## Stored data
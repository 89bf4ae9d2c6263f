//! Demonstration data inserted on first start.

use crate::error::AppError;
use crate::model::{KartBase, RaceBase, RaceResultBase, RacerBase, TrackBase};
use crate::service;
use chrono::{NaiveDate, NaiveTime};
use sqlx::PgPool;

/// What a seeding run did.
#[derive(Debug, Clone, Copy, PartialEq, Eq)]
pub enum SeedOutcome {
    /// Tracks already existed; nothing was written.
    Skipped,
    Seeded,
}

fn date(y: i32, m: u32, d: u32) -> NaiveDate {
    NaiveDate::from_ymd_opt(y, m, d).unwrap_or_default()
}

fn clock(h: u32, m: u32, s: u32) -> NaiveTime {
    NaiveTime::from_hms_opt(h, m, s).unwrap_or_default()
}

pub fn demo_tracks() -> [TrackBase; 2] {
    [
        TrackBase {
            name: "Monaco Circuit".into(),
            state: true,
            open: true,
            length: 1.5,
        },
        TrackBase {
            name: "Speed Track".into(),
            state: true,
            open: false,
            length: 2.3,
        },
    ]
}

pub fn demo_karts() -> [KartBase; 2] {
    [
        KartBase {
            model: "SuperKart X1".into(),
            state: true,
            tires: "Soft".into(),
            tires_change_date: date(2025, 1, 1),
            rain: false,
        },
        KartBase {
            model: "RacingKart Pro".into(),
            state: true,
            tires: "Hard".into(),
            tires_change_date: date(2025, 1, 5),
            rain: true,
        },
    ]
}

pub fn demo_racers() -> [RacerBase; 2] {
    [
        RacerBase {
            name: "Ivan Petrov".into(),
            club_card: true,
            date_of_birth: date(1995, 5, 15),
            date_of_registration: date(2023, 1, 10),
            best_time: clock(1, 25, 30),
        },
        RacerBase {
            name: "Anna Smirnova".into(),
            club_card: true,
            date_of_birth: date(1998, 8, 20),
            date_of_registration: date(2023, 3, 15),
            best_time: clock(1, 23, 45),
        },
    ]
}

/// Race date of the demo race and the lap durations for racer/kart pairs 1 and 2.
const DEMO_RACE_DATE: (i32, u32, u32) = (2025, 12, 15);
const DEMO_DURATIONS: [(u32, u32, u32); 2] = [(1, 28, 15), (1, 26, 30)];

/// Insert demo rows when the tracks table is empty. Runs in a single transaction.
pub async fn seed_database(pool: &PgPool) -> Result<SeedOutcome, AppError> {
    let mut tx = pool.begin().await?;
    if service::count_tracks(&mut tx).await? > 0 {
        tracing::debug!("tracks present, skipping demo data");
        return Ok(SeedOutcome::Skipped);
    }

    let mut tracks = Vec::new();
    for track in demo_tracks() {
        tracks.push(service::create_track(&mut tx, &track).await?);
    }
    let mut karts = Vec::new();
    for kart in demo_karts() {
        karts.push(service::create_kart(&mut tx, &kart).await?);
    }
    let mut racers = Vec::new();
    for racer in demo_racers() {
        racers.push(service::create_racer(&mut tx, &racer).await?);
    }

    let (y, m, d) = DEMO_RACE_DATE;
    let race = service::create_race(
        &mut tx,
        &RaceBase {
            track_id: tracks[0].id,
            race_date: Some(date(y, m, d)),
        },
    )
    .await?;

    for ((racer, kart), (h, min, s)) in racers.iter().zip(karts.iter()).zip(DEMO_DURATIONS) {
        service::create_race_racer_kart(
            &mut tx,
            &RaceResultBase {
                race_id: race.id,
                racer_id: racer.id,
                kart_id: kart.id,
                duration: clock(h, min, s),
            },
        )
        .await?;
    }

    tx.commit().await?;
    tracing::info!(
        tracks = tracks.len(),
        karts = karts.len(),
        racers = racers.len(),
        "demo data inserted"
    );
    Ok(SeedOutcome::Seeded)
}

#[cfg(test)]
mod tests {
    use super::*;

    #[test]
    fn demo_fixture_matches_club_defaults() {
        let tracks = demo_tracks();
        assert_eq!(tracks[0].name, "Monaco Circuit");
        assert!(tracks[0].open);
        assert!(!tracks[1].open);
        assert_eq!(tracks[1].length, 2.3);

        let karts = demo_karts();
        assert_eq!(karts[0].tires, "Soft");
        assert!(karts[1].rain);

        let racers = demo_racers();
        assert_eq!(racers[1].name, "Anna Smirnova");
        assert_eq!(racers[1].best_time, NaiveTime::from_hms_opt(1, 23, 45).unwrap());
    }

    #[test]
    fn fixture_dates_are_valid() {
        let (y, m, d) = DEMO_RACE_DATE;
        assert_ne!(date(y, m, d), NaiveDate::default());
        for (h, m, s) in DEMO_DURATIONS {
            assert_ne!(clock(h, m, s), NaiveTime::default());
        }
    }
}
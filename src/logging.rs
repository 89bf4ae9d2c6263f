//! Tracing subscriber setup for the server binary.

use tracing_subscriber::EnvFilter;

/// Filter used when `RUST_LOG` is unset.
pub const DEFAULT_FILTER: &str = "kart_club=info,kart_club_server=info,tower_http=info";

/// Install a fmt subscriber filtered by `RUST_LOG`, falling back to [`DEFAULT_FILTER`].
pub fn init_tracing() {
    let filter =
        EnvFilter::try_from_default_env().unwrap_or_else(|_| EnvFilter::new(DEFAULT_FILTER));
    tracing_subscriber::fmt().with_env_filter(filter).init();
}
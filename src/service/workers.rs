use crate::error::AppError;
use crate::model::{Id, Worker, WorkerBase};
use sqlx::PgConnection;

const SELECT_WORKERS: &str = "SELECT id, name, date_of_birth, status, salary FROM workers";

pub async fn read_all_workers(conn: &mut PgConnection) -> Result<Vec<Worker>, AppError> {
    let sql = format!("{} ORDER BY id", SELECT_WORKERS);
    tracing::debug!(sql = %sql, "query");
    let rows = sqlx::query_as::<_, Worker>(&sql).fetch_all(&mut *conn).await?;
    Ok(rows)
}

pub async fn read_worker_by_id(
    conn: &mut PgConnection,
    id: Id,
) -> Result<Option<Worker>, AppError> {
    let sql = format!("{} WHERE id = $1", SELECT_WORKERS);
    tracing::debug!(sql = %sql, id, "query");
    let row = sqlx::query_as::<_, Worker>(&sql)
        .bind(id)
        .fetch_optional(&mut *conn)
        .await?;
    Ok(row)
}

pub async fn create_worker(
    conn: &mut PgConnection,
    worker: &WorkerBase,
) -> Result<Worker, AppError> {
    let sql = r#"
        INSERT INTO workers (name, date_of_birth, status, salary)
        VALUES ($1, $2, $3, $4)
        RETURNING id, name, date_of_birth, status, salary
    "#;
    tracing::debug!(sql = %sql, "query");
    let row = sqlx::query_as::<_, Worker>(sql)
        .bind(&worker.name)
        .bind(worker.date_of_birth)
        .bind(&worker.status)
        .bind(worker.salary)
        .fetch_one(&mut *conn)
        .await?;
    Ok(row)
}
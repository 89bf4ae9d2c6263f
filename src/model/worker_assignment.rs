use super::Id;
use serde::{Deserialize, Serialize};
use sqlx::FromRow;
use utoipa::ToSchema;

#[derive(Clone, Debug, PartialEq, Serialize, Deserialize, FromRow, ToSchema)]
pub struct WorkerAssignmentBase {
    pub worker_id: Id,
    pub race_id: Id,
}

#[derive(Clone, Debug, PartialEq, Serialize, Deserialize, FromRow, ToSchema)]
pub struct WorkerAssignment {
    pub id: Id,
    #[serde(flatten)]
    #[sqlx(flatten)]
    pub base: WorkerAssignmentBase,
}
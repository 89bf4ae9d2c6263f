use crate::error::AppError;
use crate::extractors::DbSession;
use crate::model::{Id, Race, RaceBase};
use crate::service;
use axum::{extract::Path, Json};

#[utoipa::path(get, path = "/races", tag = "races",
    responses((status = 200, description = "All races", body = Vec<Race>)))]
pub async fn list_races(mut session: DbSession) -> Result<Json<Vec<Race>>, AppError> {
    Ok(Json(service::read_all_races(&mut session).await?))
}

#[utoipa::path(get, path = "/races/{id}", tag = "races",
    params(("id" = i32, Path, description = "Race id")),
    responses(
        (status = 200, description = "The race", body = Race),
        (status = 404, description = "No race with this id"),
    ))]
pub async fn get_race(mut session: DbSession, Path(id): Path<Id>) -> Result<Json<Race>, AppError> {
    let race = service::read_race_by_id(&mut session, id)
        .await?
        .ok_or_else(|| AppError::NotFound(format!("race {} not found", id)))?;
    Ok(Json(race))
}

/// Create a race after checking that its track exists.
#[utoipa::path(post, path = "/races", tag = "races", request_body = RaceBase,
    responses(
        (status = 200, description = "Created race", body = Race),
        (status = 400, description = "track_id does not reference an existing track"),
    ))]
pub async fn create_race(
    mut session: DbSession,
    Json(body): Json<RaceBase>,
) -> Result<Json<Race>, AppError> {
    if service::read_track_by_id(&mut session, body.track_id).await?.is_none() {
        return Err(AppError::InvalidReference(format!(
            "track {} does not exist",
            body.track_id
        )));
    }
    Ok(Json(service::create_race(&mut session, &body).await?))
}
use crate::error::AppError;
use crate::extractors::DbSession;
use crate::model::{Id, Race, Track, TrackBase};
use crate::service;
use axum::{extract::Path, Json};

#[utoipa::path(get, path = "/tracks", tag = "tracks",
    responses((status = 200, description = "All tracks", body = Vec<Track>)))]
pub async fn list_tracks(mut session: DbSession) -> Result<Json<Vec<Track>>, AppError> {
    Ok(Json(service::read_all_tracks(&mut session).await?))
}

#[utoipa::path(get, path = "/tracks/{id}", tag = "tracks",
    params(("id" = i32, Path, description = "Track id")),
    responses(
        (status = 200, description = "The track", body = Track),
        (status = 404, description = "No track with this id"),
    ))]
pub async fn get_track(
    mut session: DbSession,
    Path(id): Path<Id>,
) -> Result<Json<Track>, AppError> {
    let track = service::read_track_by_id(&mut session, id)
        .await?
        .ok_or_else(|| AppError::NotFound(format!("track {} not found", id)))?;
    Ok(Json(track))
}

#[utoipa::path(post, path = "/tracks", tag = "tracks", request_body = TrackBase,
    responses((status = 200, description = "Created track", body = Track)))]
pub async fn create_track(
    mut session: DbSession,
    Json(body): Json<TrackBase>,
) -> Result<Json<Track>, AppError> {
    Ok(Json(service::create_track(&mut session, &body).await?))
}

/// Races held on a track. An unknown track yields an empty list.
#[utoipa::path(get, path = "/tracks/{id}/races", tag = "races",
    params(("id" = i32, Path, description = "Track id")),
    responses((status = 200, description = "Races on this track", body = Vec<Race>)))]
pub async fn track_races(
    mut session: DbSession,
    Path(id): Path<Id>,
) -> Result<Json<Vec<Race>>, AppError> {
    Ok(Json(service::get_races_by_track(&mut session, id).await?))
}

## What you will do
Among the records above, which lines hold the word "rows"? Copy each one.

## Written reply
/// Insert demo rows when the tracks table is empty. Runs in a single transaction.
    let rows = sqlx::query_as::<_, Worker>(&sql).fetch_all(&mut *conn).await?;
    Ok(rows)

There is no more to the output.